↓
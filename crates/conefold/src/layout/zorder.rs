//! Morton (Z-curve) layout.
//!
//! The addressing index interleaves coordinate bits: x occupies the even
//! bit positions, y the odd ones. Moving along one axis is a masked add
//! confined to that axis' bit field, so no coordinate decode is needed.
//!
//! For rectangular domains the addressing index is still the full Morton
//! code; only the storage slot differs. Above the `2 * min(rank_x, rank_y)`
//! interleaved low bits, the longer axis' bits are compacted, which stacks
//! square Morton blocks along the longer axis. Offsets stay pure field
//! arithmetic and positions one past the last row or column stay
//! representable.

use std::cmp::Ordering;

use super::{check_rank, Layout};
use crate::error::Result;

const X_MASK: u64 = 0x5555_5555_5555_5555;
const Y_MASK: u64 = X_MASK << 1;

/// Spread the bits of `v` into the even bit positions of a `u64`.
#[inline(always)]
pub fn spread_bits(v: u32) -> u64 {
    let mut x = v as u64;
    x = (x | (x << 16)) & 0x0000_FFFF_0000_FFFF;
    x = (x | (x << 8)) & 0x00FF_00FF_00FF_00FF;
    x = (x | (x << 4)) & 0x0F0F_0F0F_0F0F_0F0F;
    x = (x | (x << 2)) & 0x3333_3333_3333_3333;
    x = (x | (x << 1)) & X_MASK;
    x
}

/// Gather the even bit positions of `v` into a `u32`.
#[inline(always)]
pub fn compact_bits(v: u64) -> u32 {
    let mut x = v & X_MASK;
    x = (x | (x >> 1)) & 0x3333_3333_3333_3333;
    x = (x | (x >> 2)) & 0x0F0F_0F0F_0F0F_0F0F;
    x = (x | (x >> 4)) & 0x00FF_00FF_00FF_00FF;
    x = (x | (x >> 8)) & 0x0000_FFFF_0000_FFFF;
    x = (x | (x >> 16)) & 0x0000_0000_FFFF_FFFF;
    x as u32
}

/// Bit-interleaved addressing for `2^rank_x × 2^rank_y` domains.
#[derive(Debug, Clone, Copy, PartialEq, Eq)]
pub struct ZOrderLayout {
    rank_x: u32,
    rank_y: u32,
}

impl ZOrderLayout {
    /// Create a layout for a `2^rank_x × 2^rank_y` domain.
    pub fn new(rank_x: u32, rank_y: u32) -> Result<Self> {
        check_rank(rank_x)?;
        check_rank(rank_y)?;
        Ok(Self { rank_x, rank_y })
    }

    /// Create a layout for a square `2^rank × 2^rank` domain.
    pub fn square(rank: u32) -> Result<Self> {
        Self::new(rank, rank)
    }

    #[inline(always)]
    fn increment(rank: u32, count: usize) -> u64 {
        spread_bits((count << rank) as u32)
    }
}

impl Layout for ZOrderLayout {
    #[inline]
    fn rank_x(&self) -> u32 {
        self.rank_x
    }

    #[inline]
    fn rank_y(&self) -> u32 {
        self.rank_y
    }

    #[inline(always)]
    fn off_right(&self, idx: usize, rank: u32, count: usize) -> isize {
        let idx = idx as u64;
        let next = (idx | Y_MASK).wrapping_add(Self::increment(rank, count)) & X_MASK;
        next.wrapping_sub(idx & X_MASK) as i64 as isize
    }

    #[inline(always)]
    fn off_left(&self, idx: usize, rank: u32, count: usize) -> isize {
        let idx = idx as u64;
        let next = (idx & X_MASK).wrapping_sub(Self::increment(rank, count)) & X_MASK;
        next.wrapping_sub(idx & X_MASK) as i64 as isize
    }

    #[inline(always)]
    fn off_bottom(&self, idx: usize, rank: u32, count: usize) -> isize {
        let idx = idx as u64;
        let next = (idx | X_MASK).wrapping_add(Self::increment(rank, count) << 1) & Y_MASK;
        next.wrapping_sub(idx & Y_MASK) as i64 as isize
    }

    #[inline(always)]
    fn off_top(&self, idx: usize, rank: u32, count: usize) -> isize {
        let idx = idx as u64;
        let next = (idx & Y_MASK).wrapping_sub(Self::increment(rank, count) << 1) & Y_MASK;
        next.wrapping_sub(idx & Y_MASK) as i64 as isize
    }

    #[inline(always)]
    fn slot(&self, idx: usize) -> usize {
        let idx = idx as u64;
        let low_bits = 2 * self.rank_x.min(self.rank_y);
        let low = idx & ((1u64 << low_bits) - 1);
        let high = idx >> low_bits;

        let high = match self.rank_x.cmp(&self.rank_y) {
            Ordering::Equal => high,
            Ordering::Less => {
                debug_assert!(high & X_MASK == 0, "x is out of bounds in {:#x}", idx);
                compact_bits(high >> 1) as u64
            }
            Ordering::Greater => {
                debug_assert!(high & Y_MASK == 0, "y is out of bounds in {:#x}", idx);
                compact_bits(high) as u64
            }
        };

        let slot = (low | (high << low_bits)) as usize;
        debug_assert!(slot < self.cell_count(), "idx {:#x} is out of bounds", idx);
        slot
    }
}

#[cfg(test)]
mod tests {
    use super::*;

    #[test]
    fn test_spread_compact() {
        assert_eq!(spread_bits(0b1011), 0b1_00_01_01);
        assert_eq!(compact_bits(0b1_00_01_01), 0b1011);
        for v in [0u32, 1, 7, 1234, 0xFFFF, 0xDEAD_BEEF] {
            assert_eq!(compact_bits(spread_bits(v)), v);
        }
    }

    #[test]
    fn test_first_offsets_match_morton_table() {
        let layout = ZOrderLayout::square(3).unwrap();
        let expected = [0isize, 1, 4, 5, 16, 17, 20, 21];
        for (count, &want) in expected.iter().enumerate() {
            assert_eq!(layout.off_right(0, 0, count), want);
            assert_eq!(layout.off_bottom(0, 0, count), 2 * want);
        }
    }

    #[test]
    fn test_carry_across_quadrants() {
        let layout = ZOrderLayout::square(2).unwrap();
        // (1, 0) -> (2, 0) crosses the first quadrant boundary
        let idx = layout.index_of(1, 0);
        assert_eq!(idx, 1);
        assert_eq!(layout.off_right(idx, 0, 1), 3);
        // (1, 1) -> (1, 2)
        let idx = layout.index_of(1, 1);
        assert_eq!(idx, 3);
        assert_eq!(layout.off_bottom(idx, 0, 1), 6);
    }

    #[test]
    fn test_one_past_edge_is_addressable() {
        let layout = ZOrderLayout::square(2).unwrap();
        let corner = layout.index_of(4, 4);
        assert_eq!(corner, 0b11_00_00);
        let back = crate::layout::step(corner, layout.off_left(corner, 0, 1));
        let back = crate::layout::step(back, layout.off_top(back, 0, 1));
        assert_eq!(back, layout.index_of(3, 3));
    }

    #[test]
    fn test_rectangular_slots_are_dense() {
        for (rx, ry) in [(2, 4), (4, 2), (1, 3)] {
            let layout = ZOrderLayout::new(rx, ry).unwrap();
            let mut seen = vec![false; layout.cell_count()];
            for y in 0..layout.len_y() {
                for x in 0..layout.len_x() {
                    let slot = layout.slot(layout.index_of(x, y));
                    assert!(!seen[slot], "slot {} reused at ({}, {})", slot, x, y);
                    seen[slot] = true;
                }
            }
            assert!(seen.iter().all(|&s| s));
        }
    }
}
↑
- Instructions to follow -
All the lines above need to be printed again, exactly.

- Result of the exercise -
filename crates/conefold/src/layout/zorder.rs
//! Morton (Z-curve) layout.
//!
//! The addressing index interleaves coordinate bits: x occupies the even
//! bit positions, y the odd ones. Moving along one axis is a masked add
//! confined to that axis' bit field, so no coordinate decode is needed.
//!
//! For rectangular domains the addressing index is still the full Morton
//! code; only the storage slot differs. Above the `2 * min(rank_x, rank_y)`
//! interleaved low bits, the longer axis' bits are compacted, which stacks
//! square Morton blocks along the longer axis. Offsets stay pure field
//! arithmetic and positions one past the last row or column stay
//! representable.

use std::cmp::Ordering;

use super::{check_rank, Layout};
use crate::error::Result;

const X_MASK: u64 = 0x5555_5555_5555_5555;
const Y_MASK: u64 = X_MASK << 1;

/// Spread the bits of `v` into the even bit positions of a `u64`.
#[inline(always)]
pub fn spread_bits(v: u32) -> u64 {
    let mut x = v as u64;
    x = (x | (x << 16)) & 0x0000_FFFF_0000_FFFF;
    x = (x | (x << 8)) & 0x00FF_00FF_00FF_00FF;
    x = (x | (x << 4)) & 0x0F0F_0F0F_0F0F_0F0F;
    x = (x | (x << 2)) & 0x3333_3333_3333_3333;
    x = (x | (x << 1)) & X_MASK;
    x
}

/// Gather the even bit positions of `v` into a `u32`.
#[inline(always)]
pub fn compact_bits(v: u64) -> u32 {
    let mut x = v & X_MASK;
    x = (x | (x >> 1)) & 0x3333_3333_3333_3333;
    x = (x | (x >> 2)) & 0x0F0F_0F0F_0F0F_0F0F;
    x = (x | (x >> 4)) & 0x00FF_00FF_00FF_00FF;
    x = (x | (x >> 8)) & 0x0000_FFFF_0000_FFFF;
    x = (x | (x >> 16)) & 0x0000_0000_FFFF_FFFF;
    x as u32
}

/// Bit-interleaved addressing for `2^rank_x × 2^rank_y` domains.
#[derive(Debug, Clone, Copy, PartialEq, Eq)]
pub struct ZOrderLayout {
    rank_x: u32,
    rank_y: u32,
}

impl ZOrderLayout {
    /// Create a layout for a `2^rank_x × 2^rank_y` domain.
    pub fn new(rank_x: u32, rank_y: u32) -> Result<Self> {
        check_rank(rank_x)?;
        check_rank(rank_y)?;
        Ok(Self { rank_x, rank_y })
    }

    /// Create a layout for a square `2^rank × 2^rank` domain.
    pub fn square(rank: u32) -> Result<Self> {
        Self::new(rank, rank)
    }

    #[inline(always)]
    fn increment(rank: u32, count: usize) -> u64 {
        spread_bits((count << rank) as u32)
    }
}

impl Layout for ZOrderLayout {
    #[inline]
    fn rank_x(&self) -> u32 {
        self.rank_x
    }

    #[inline]
    fn rank_y(&self) -> u32 {
        self.rank_y
    }

    #[inline(always)]
    fn off_right(&self, idx: usize, rank: u32, count: usize) -> isize {
        let idx = idx as u64;
        let next = (idx | Y_MASK).wrapping_add(Self::increment(rank, count)) & X_MASK;
        next.wrapping_sub(idx & X_MASK) as i64 as isize
    }

    #[inline(always)]
    fn off_left(&self, idx: usize, rank: u32, count: usize) -> isize {
        let idx = idx as u64;
        let next = (idx & X_MASK).wrapping_sub(Self::increment(rank, count)) & X_MASK;
        next.wrapping_sub(idx & X_MASK) as i64 as isize
    }

    #[inline(always)]
    fn off_bottom(&self, idx: usize, rank: u32, count: usize) -> isize {
        let idx = idx as u64;
        let next = (idx | X_MASK).wrapping_add(Self::increment(rank, count) << 1) & Y_MASK;
        next.wrapping_sub(idx & Y_MASK) as i64 as isize
    }

    #[inline(always)]
    fn off_top(&self, idx: usize, rank: u32, count: usize) -> isize {
        let idx = idx as u64;
        let next = (idx & Y_MASK).wrapping_sub(Self::increment(rank, count) << 1) & Y_MASK;
        next.wrapping_sub(idx & Y_MASK) as i64 as isize
    }

    #[inline(always)]
    fn slot(&self, idx: usize) -> usize {
        let idx = idx as u64;
        let low_bits = 2 * self.rank_x.min(self.rank_y);
        let low = idx & ((1u64 << low_bits) - 1);
        let high = idx >> low_bits;

        let high = match self.rank_x.cmp(&self.rank_y) {
            Ordering::Equal => high,
            Ordering::Less => {
                debug_assert!(high & X_MASK == 0, "x is out of bounds in {:#x}", idx);
                compact_bits(high >> 1) as u64
            }
            Ordering::Greater => {
                debug_assert!(high & Y_MASK == 0, "y is out of bounds in {:#x}", idx);
                compact_bits(high) as u64
            }
        };

        let slot = (low | (high << low_bits)) as usize;
        debug_assert!(slot < self.cell_count(), "idx {:#x} is out of bounds", idx);
        slot
    }
}

#[cfg(test)]
mod tests {
    use super::*;

    #[test]
    fn test_spread_compact() {
        assert_eq!(spread_bits(0b1011), 0b1_00_01_01);
        assert_eq!(compact_bits(0b1_00_01_01), 0b1011);
        for v in [0u32, 1, 7, 1234, 0xFFFF, 0xDEAD_BEEF] {
            assert_eq!(compact_bits(spread_bits(v)), v);
        }
    }

    #[test]
    fn test_first_offsets_match_morton_table() {
        let layout = ZOrderLayout::square(3).unwrap();
        let expected = [0isize, 1, 4, 5, 16, 17, 20, 21];
        for (count, &want) in expected.iter().enumerate() {
            assert_eq!(layout.off_right(0, 0, count), want);
            assert_eq!(layout.off_bottom(0, 0, count), 2 * want);
        }
    }

    #[test]
    fn test_carry_across_quadrants() {
        let layout = ZOrderLayout::square(2).unwrap();
        // (1, 0) -> (2, 0) crosses the first quadrant boundary
        let idx = layout.index_of(1, 0);
        assert_eq!(idx, 1);
        assert_eq!(layout.off_right(idx, 0, 1), 3);
        // (1, 1) -> (1, 2)
        let idx = layout.index_of(1, 1);
        assert_eq!(idx, 3);
        assert_eq!(layout.off_bottom(idx, 0, 1), 6);
    }

    #[test]
    fn test_one_past_edge_is_addressable() {
        let layout = ZOrderLayout::square(2).unwrap();
        let corner = layout.index_of(4, 4);
        assert_eq!(corner, 0b11_00_00);
        let back = crate::layout::step(corner, layout.off_left(corner, 0, 1));
        let back = crate::layout::step(back, layout.off_top(back, 0, 1));
        assert_eq!(back, layout.index_of(3, 3));
    }

    #[test]
    fn test_rectangular_slots_are_dense() {
        for (rx, ry) in [(2, 4), (4, 2), (1, 3)] {
            let layout = ZOrderLayout::new(rx, ry).unwrap();
            let mut seen = vec![false; layout.cell_count()];
            for y in 0..layout.len_y() {
                for x in 0..layout.len_x() {
                    let slot = layout.slot(layout.index_of(x, y));
                    assert!(!seen[slot], "slot {} reused at ({}, {})", slot, x, y);
                    seen[slot] = true;
                }
            }
            assert!(seen.iter().all(|&s| s));
        }
    }
}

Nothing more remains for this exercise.